Designing smarter anticancer T cells Biological signaling systems can exhibit a large, nonlinear—or “ultrasensitive”—response, which would be useful to engineer into therapeutic T cells to allow for better discrimination between cancer cells and normal tissues. Hernandez-Lopez et al. modified human T cells using a two-step mechanism that allowed them to kill cells expressing large amounts of cancer marker protein but not cells expressing a small amount of the same protein. A first synthetic receptor recognized the antigen with low affinity. That receptor signaled to increase expression of a chimeric antigen receptor (CAR) with high affinity for the same antigen.
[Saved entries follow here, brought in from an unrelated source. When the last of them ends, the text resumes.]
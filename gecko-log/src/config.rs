//! Log configuration (std only)
//!
//! One-call initialisation of a logger and its sinks.

use crate::{Level, LogRingBuffer, Logger};
use alloc::sync::Arc;

#[derive(Clone, Debug, PartialEq)]
pub enum OutputConfig {
    #[cfg(feature = "stdout")]
    Stdout,
    #[cfg(feature = "stderr")]
    Stderr,
    /// Append to a file (path)
    #[cfg(feature = "file")]
    File(String),
    /// Keep the last N records in memory
    RingBuffer(usize),
}

/// Logger configuration
///
/// ```
/// use gecko_log::{LogConfig, Level};
///
/// let (logger, ring) = LogConfig::new(Level::Debug)
///     .with_ring_buffer(1024)
///     .init();
/// assert!(ring.is_some());
/// ```
#[derive(Clone, Debug)]
pub struct LogConfig {
    pub level: Level,
    pub outputs: Vec<OutputConfig>,
}

impl LogConfig {
    pub fn new(level: Level) -> Self {
        LogConfig {
            level,
            outputs: Vec::new(),
        }
    }

    /// Debug level, stdout plus a 10 000 record crash buffer
    #[cfg(feature = "stdout")]
    pub fn dev() -> Self {
        LogConfig {
            level: Level::Debug,
            outputs: vec![OutputConfig::Stdout, OutputConfig::RingBuffer(10_000)],
        }
    }

    /// Warn level, stderr plus a 1 000 record crash buffer
    #[cfg(feature = "stderr")]
    pub fn production() -> Self {
        LogConfig {
            level: Level::Warn,
            outputs: vec![OutputConfig::Stderr, OutputConfig::RingBuffer(1_000)],
        }
    }

    /// Silent
    pub fn test() -> Self {
        LogConfig::new(Level::Error)
    }

    #[cfg(feature = "stdout")]
    pub fn with_stdout(mut self) -> Self {
        if !self.outputs.contains(&OutputConfig::Stdout) {
            self.outputs.push(OutputConfig::Stdout);
        }
        self
    }

    #[cfg(feature = "stderr")]
    pub fn with_stderr(mut self) -> Self {
        if !self.outputs.contains(&OutputConfig::Stderr) {
            self.outputs.push(OutputConfig::Stderr);
        }
        self
    }

    #[cfg(feature = "file")]
    pub fn with_file(mut self, path: impl Into<String>) -> Self {
        self.outputs.push(OutputConfig::File(path.into()));
        self
    }

    pub fn with_ring_buffer(mut self, capacity: usize) -> Self {
        self.outputs.push(OutputConfig::RingBuffer(capacity));
        self
    }

    /// Build the logger.
    ///
    /// Returns the last configured ring buffer as well so the host can dump it
    /// after a fault. Unopenable files are skipped.
    pub fn init(self) -> (Arc<Logger>, Option<Arc<LogRingBuffer>>) {
        let logger = Logger::new(self.level);
        let mut ring_buffer = None;

        for output in self.outputs {
            match output {
                #[cfg(feature = "stdout")]
                OutputConfig::Stdout => logger.add_sink(crate::StdoutSink),
                #[cfg(feature = "stderr")]
                OutputConfig::Stderr => logger.add_sink(crate::StderrSink),
                #[cfg(feature = "file")]
                OutputConfig::File(path) => {
                    if let Ok(sink) = crate::FileSink::new(&path) {
                        logger.add_sink(sink);
                    }
                }
                OutputConfig::RingBuffer(capacity) => {
                    let ring = LogRingBuffer::new(capacity);
                    ring_buffer = Some(Arc::clone(&ring));
                    logger.add_sink(ring);
                }
            }
        }

        (logger, ring_buffer)
    }
}

#[cfg(test)]
mod tests {
    use super::*;

    #[test]
    fn test_config_test_is_silent() {
        let config = LogConfig::test();
        assert_eq!(config.level, Level::Error);
        assert!(config.outputs.is_empty());
    }

    #[cfg(feature = "stdout")]
    #[test]
    fn test_with_stdout_deduplicates() {
        let config = LogConfig::new(Level::Info).with_stdout().with_stdout();
        let stdout_count = config
            .outputs
            .iter()
            .filter(|o| matches!(o, OutputConfig::Stdout))
            .count();
        assert_eq!(stdout_count, 1);
    }

    #[test]
    fn test_config_init() {
        let (logger, ring) = LogConfig::new(Level::Debug).with_ring_buffer(100).init();

        assert_eq!(logger.level(), Level::Debug);
        crate::debug!(logger, "test message");
        let records = ring.unwrap().dump_records();
        assert_eq!(records.len(), 1);
    }
}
The circuit proved effective in cell culture and mouse cancer models, offering hope of extending the CAR T cell strategy against solid tumors. Science, this issue p. 1166 An engineered signaling circuit allows discrimination of cells overexpressing a cancer marker. Overexpressed tumor-associated antigens [for example, epidermal growth factor receptor (EGFR) and human epidermal growth factor receptor 2 (HER2)] are attractive targets for therapeutic T cells, but toxic “off-tumor” cross-reaction with normal tissues that express low levels of target antigen can occur with chimeric antigen receptor (CAR)–T cells. Inspired by natural ultrasensitive response circuits, we engineered a two-step positive-feedback circuit that allows human cytotoxic T cells to discriminate targets on the basis of a sigmoidal antigen-density threshold. In this circuit, a low-affinity synthetic Notch receptor for HER2 controls the expression of a high-affinity CAR for HER2. Increasing HER2 density thus has cooperative effects on T cells—it increases both CAR expression and activation—leading to a sigmoidal response. T cells with this circuit show sharp discrimination between target cells expressing normal amounts of HER2 and cancer cells expressing 100 times as much HER2, both in vitro and in vivo.